SQL report that only contains latest scan data?

Hi,

I’ve created a SQL report containing only vulnerabilities with a CVSSv3 score of 7 or higher to make our auditors happy. However, I’m having a terrible time trying to narrow it down to only include the latest scan data. Or I would even be happy if I could force it to only look at scans in the last 24 hours. I’ve tried several iterations with no luck. Here is what I used for the report if anyone might have thoughts on how to tweak it? Thanks so much!

SELECT DISTINCT ON (da.asset_id, dv.nexpose_id)
da.ip_address,
da.host_name AS asset_name,
dos.description AS asset_os_name,
svc.name AS service_name,
fasvi.port AS service_port,
dv.nexpose_id,
dv.title,
dv.description,
proofAsText(fasvi.proof) AS proof,
ds.summary AS vulnerability_solution,
ds.fix AS remediation_steps,
dv.date_published,
dv.cvss_vector,
NULLIF(dv.cvss_v3_score, 0) AS cvss_v3,
dv.severity,
fas.pci_status,
round(fas.riskscore::numeric, 0) AS risk_score,
round(dv.cvss_score::numeric, 2) AS cvss_score,
dv.exploits,
dv.malware_kits
FROM fact_asset_scan_vulnerability_instance fasvi
JOIN dim_asset da USING (asset_id)
JOIN dim_operating_system dos USING (operating_system_id)
JOIN dim_vulnerability dv USING (vulnerability_id)
LEFT JOIN dim_vulnerability_solution dvs USING (vulnerability_id)
LEFT JOIN dim_solution ds USING (solution_id)
LEFT JOIN dim_service svc USING (service_id)
JOIN fact_asset fas USING (asset_id)
WHERE dv.cvss_score >= 7
ORDER BY
da.asset_id,
dv.nexpose_id,
dv.cvss_score DESC;

You can probably used the scan finished date code from here insightvm-sql-queries/sql-query-export/Vulnerabilities-Between-Two-Dates at master · rapid7/insightvm-sql-queries · GitHub

Try this on your target(s) and see if this is what you are looking for

One more thing to consider is (duplicates)

Even with “latest scan only,” you can still see “duplicates” because the same vulnerability can appear on multiple ports/services in that scan (that’s normal).

It can be condensed further if needed into a single aggregated column prob….

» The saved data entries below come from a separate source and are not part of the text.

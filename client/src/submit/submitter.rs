//! The transaction submitter.

use chrono::{DateTime, Utc};
use serde::Serialize;
use std::sync::Arc;
use std::time::Instant;
use tracing::{debug, info, warn};

use crate::api::{RemoteError, RemoteReply, TransactionBackend, WalletBalance};
use crate::intent::{ActionKind, ActionRequest};
use crate::metrics::SharedMetrics;

use super::state::{ActionContexts, SubmissionState};
use super::view::{Notification, ViewState};

/// Outcome of one submission attempt.
#[derive(Debug, Clone, PartialEq, Serialize)]
pub struct TransactionResult {
    pub action: ActionKind,
    pub success: bool,
    /// Human-readable text, already resolved for display.
    pub message: String,
    pub balance: Option<f64>,
    pub score: Option<f64>,
    pub reward: Option<f64>,
    pub transaction_id: Option<String>,
    pub pending_count: Option<u64>,
    pub completed_at: DateTime<Utc>,
}

impl TransactionResult {
    fn from_reply(action: ActionKind, reply: RemoteReply) -> Self {
        let message = reply
            .message
            .filter(|m| !m.trim().is_empty())
            .unwrap_or_else(|| action.default_success_message().to_string());
        Self {
            action,
            success: true,
            message,
            balance: reply.balance,
            score: reply.score,
            reward: reply.reward,
            transaction_id: reply.transaction_id,
            pending_count: reply.pending_count,
            completed_at: Utc::now(),
        }
    }

    fn from_error(action: ActionKind, error: &RemoteError) -> Self {
        Self {
            action,
            success: false,
            message: error.user_message(),
            balance: None,
            score: None,
            reward: None,
            transaction_id: None,
            pending_count: None,
            completed_at: Utc::now(),
        }
    }
}

#[derive(Debug, Clone, PartialEq)]
pub enum SubmitOutcome {
    Success(TransactionResult),
    Failed {
        result: TransactionResult,
        error: RemoteError,
    },
    /// A submission for the same action was already in flight. Nothing was
    /// sent.
    Suppressed,
}

impl SubmitOutcome {
    pub fn result(&self) -> Option<&TransactionResult> {
        match self {
            SubmitOutcome::Success(r) | SubmitOutcome::Failed { result: r, .. } => Some(r),
            SubmitOutcome::Suppressed => None,
        }
    }

    pub fn is_success(&self) -> bool {
        matches!(self, SubmitOutcome::Success(_))
    }
}

/// Sends action requests, one in flight per action, and reconciles the view.
///
/// No retries: a failed submission is reported and the operator triggers the
/// next attempt.
pub struct Submitter {
    backend: Arc<dyn TransactionBackend>,
    contexts: ActionContexts,
    view: Arc<ViewState>,
    metrics: Option<SharedMetrics>,
}

impl Submitter {
    pub fn new(backend: Arc<dyn TransactionBackend>, view: Arc<ViewState>) -> Self {
        Self {
            backend,
            contexts: ActionContexts::new(),
            view,
            metrics: None,
        }
    }

    pub fn with_metrics(mut self, metrics: SharedMetrics) -> Self {
        self.metrics = Some(metrics);
        self
    }

    pub fn view(&self) -> &Arc<ViewState> {
        &self.view
    }

    pub fn state(&self, kind: ActionKind) -> SubmissionState {
        self.contexts.state(kind)
    }

    /// `true` while `kind` has a request in flight. Front ends use this to
    /// disable their submit triggers.
    pub fn is_busy(&self, kind: ActionKind) -> bool {
        self.contexts.is_busy(kind)
    }

    pub fn last_outcome(&self, kind: ActionKind) -> Option<SubmissionState> {
        self.contexts.last_outcome(kind)
    }

    pub async fn submit(&self, request: ActionRequest) -> SubmitOutcome {
        let kind = request.kind();
        let Some(in_flight) = self.contexts.begin(kind) else {
            debug!(action = %kind, "submission already in flight, trigger ignored");
            if let Some(m) = &self.metrics {
                m.submissions_suppressed_total.inc();
            }
            return SubmitOutcome::Suppressed;
        };

        let epoch = self.view.epoch();
        if let Some(m) = &self.metrics {
            m.submissions_total.inc();
        }
        let started = Instant::now();
        let response = self.backend.send(&request).await;
        let elapsed = started.elapsed();
        if let Some(m) = &self.metrics {
            m.submission_latency_seconds.observe(elapsed.as_secs_f64());
        }

        match response {
            Ok(reply) => {
                let result = TransactionResult::from_reply(kind, reply);
                in_flight.finish(SubmissionState::Success);
                info!(
                    action = %kind,
                    elapsed_ms = elapsed.as_millis() as u64,
                    balance = ?result.balance,
                    "submission succeeded"
                );
                self.view.apply_if_current(
                    epoch,
                    |view| {
                        if result.balance.is_some() {
                            view.balance = result.balance;
                        }
                        if result.pending_count.is_some() {
                            view.pending_count = result.pending_count;
                        }
                        if result.score.is_some() {
                            view.last_score = result.score;
                        }
                        if result.transaction_id.is_some() {
                            view.last_transaction_id = result.transaction_id.clone();
                        }
                    },
                    Some(Notification::success(kind, result.message.clone())),
                );
                SubmitOutcome::Success(result)
            }
            Err(error) => {
                let result = TransactionResult::from_error(kind, &error);
                in_flight.finish(SubmissionState::Failed);
                if let Some(m) = &self.metrics {
                    m.submissions_failed_total.inc();
                }
                warn!(action = %kind, error = %error, "submission failed");
                self.view.apply_if_current(
                    epoch,
                    |_| {},
                    Some(Notification::error(Some(kind), result.message.clone())),
                );
                SubmitOutcome::Failed { result, error }
            }
        }
    }

    /// Fetches a wallet balance and shows it.
    pub async fn refresh_balance(&self, wallet_id: &str) -> Result<WalletBalance, RemoteError> {
        let epoch = self.view.epoch();
        match self.backend.wallet_balance(wallet_id).await {
            Ok(balance) => {
                self.view.apply_if_current(
                    epoch,
                    |view| {
                        view.balance = Some(balance.balance);
                        if balance.pending_count.is_some() {
                            view.pending_count = balance.pending_count;
                        }
                    },
                    None,
                );
                Ok(balance)
            }
            Err(error) => {
                self.view.apply_if_current(
                    epoch,
                    |_| {},
                    Some(Notification::error(None, error.user_message())),
                );
                Err(error)
            }
        }
    }
}

#[cfg(test)]
pub(crate) mod tests {
    use super::*;
    use crate::intent::TransactionIntent;
    use crate::metrics::ClientMetrics;
    use crate::submit::NotificationLevel;
    use async_trait::async_trait;
    use parking_lot::Mutex;
    use std::sync::atomic::{AtomicUsize, Ordering};
    use tokio::sync::Notify;

    /// Scripted backend. Optionally blocks every call until `gate` is
    /// notified.
    pub(crate) struct MockBackend {
        pub calls: AtomicUsize,
        pub reply: Mutex<Result<RemoteReply, RemoteError>>,
        pub gate: Option<Arc<Notify>>,
        pub requests: Mutex<Vec<ActionRequest>>,
    }

    impl MockBackend {
        pub(crate) fn replying(reply: Result<RemoteReply, RemoteError>) -> Self {
            Self {
                calls: AtomicUsize::new(0),
                reply: Mutex::new(reply),
                gate: None,
                requests: Mutex::new(Vec::new()),
            }
        }

        pub(crate) fn gated(reply: Result<RemoteReply, RemoteError>, gate: Arc<Notify>) -> Self {
            Self {
                gate: Some(gate),
                ..Self::replying(reply)
            }
        }

        pub(crate) fn calls(&self) -> usize {
            self.calls.load(Ordering::SeqCst)
        }
    }

    #[async_trait]
    impl TransactionBackend for MockBackend {
        async fn send(&self, request: &ActionRequest) -> Result<RemoteReply, RemoteError> {
            self.calls.fetch_add(1, Ordering::SeqCst);
            self.requests.lock().push(request.clone());
            if let Some(gate) = &self.gate {
                gate.notified().await;
            }
            self.reply.lock().clone()
        }

        async fn wallet_balance(&self, wallet_id: &str) -> Result<WalletBalance, RemoteError> {
            Ok(WalletBalance {
                wallet_id: wallet_id.to_string(),
                balance: 250.0,
                pending_count: Some(1),
            })
        }
    }

    fn attendance(subject: &str, counterpart: &str) -> ActionRequest {
        ActionRequest::MarkAttendance(TransactionIntent::new(subject, counterpart).unwrap())
    }

    #[tokio::test]
    async fn success_uses_default_message_and_returns_to_idle() {
        let backend = Arc::new(MockBackend::replying(Ok(RemoteReply::default())));
        let submitter = Submitter::new(backend.clone(), Arc::new(ViewState::new()));

        let outcome = submitter.submit(attendance("u1", "REG-1")).await;
        let result = outcome.result().unwrap();
        assert!(result.success);
        assert_eq!(result.message, "Attendance marked successfully");
        assert_eq!(submitter.state(ActionKind::MarkAttendance), SubmissionState::Idle);
        assert_eq!(
            submitter.last_outcome(ActionKind::MarkAttendance),
            Some(SubmissionState::Success)
        );
        let note = submitter.view().snapshot().notification.unwrap();
        assert_eq!(note.text, "Attendance marked successfully");
        assert_eq!(backend.calls(), 1);
    }

    #[tokio::test]
    async fn server_message_and_balance_reach_the_view() {
        let backend = Arc::new(MockBackend::replying(Ok(RemoteReply {
            message: Some("Enjoy the game!".into()),
            balance: Some(80.0),
            transaction_id: Some("tx-9".into()),
            ..RemoteReply::default()
        })));
        let submitter = Submitter::new(backend, Arc::new(ViewState::new()));
        let intent = TransactionIntent::new("w1", "stall-2").unwrap();

        let outcome = submitter.submit(ActionRequest::StartPlay(intent)).await;
        assert!(outcome.is_success());
        let view = submitter.view().snapshot();
        assert_eq!(view.balance, Some(80.0));
        assert_eq!(view.last_transaction_id.as_deref(), Some("tx-9"));
        assert_eq!(view.notification.unwrap().text, "Enjoy the game!");
    }

    #[tokio::test]
    async fn server_error_text_is_shown_verbatim() {
        let backend = Arc::new(MockBackend::replying(Err(RemoteError::Rejected {
            status: 403,
            error: Some("Wallet frozen".into()),
            message: Some("Forbidden".into()),
        })));
        let submitter = Submitter::new(backend, Arc::new(ViewState::new()));
        let mut notes = submitter.view().subscribe();

        let outcome = submitter.submit(attendance("u1", "REG-1")).await;
        assert!(matches!(outcome, SubmitOutcome::Failed { .. }));
        let note = notes.recv().await.unwrap();
        assert_eq!(note.level, NotificationLevel::Error);
        assert_eq!(note.text, "Wallet frozen");
        assert_eq!(submitter.state(ActionKind::MarkAttendance), SubmissionState::Idle);
    }

    #[tokio::test]
    async fn concurrent_trigger_is_suppressed() {
        let gate = Arc::new(Notify::new());
        let backend = Arc::new(MockBackend::gated(
            Ok(RemoteReply::default()),
            Arc::clone(&gate),
        ));
        let metrics = Arc::new(ClientMetrics::new());
        let submitter = Submitter::new(backend.clone(), Arc::new(ViewState::new()))
            .with_metrics(Arc::clone(&metrics));

        let (first, second, _) = tokio::join!(
            submitter.submit(attendance("u1", "REG-1")),
            async {
                assert!(submitter.is_busy(ActionKind::MarkAttendance));
                submitter.submit(attendance("u1", "REG-1")).await
            },
            async {
                gate.notify_one();
            },
        );

        assert!(first.is_success());
        assert_eq!(second, SubmitOutcome::Suppressed);
        assert_eq!(backend.calls(), 1);
        assert_eq!(metrics.submissions_suppressed_total.get(), 1);
        assert!(!submitter.is_busy(ActionKind::MarkAttendance));

        // Idle again: the next trigger goes through.
        gate.notify_one();
        assert!(submitter.submit(attendance("u1", "REG-1")).await.is_success());
        assert_eq!(backend.calls(), 2);
    }

    #[tokio::test]
    async fn failure_does_not_retry_and_allows_next_attempt() {
        let backend = Arc::new(MockBackend::replying(Err(RemoteError::Transport(
            "connection refused".into(),
        ))));
        let submitter = Submitter::new(backend.clone(), Arc::new(ViewState::new()));

        let outcome = submitter.submit(attendance("u1", "REG-1")).await;
        assert_eq!(outcome.result().unwrap().message, "connection refused");
        assert_eq!(backend.calls(), 1);

        submitter.submit(attendance("u1", "REG-1")).await;
        assert_eq!(backend.calls(), 2);
    }

    #[tokio::test]
    async fn result_after_view_reset_is_dropped() {
        let gate = Arc::new(Notify::new());
        let backend = Arc::new(MockBackend::gated(
            Ok(RemoteReply {
                balance: Some(5.0),
                ..RemoteReply::default()
            }),
            Arc::clone(&gate),
        ));
        let view = Arc::new(ViewState::new());
        let submitter = Submitter::new(backend, Arc::clone(&view));

        let (outcome, _) = tokio::join!(submitter.submit(attendance("u1", "REG-1")), async {
            view.reset();
            gate.notify_one();
        });

        assert!(outcome.is_success());
        assert_eq!(view.snapshot().balance, None);
        assert!(view.snapshot().notification.is_none());
        assert_eq!(submitter.state(ActionKind::MarkAttendance), SubmissionState::Idle);
    }

    #[tokio::test]
    async fn dropped_submission_frees_the_context() {
        let gate = Arc::new(Notify::new());
        let backend = Arc::new(MockBackend::gated(
            Ok(RemoteReply::default()),
            Arc::clone(&gate),
        ));
        let submitter = Submitter::new(backend, Arc::new(ViewState::new()));

        let mut pending = Box::pin(submitter.submit(attendance("u1", "REG-1")));
        assert!(futures::poll!(pending.as_mut()).is_pending());
        assert!(submitter.is_busy(ActionKind::MarkAttendance));
        drop(pending);
        assert!(!submitter.is_busy(ActionKind::MarkAttendance));
    }

    #[tokio::test]
    async fn refresh_balance_updates_view() {
        let backend = Arc::new(MockBackend::replying(Ok(RemoteReply::default())));
        let submitter = Submitter::new(backend, Arc::new(ViewState::new()));
        let balance = submitter.refresh_balance("w-1").await.unwrap();
        assert_eq!(balance.balance, 250.0);
        assert_eq!(submitter.view().snapshot().balance, Some(250.0));
        assert_eq!(submitter.view().snapshot().pending_count, Some(1));
    }
}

WITH latest_asset_scan AS (
  SELECT asset_id, scan_id, scan_finished
  FROM (
    SELECT
      das.asset_id,
      das.scan_id,
      das.scan_finished,
      row_number() OVER (
        PARTITION BY das.asset_id
        ORDER BY das.scan_finished DESC
      ) AS rn
    FROM dim_asset_scan das
    WHERE das.scan_finished IS NOT NULL
  ) x
  WHERE rn = 1
),
best_solution AS (
  SELECT
    davbs.asset_id,
    davbs.vulnerability_id,
    ds.summary,
    ds.fix
  FROM dim_asset_vulnerability_best_solution davbs
  JOIN dim_solution ds
    ON ds.solution_id = davbs.solution_id
)
SELECT
  da.ip_address,
  da.host_name AS asset_name,
  dos.description AS asset_os_name,
  svc.name AS service_name,
  fasvi.port AS service_port,
  dv.nexpose_id,
  dv.title,
  proofAsText(dv.description) AS vulnerability_description,
  proofAsText(fasvi.proof)    AS proof,
  bs.summary AS vulnerability_solution,
  bs.fix     AS remediation_steps,
  dv.date_published,
  dv.cvss_v3_score AS cvss_v3,
  dv.severity
FROM latest_asset_scan las
JOIN fact_asset_scan_vulnerability_instance fasvi
  ON fasvi.asset_id = las.asset_id
 AND fasvi.scan_id  = las.scan_id
JOIN dim_asset da
  ON da.asset_id = fasvi.asset_id
JOIN dim_operating_system dos
  ON dos.operating_system_id = da.operating_system_id
JOIN dim_vulnerability dv
  ON dv.vulnerability_id = fasvi.vulnerability_id
LEFT JOIN dim_service svc
  ON svc.service_id = fasvi.service_id
LEFT JOIN best_solution bs
  ON bs.asset_id = fasvi.asset_id
 AND bs.vulnerability_id = fasvi.vulnerability_id
WHERE dv.cvss_v3_score >= 7.0
ORDER BY
  da.ip_address,
  da.host_name,
  dv.nexpose_id,
  fasvi.port;
1 Like

That did the trick perfectly!! And it ran so much faster than the one I was using. You’re the best, thanks so much for all the help!!!

1 Like

Thanks, interestingly written - not the way we have our SQL query reports to provide the same type of result. I did try this one and I do see duplication of vulns - same vuln 2-3 times on each asset with exact same detail - port, service, proof, solution. What is causing this, do you know?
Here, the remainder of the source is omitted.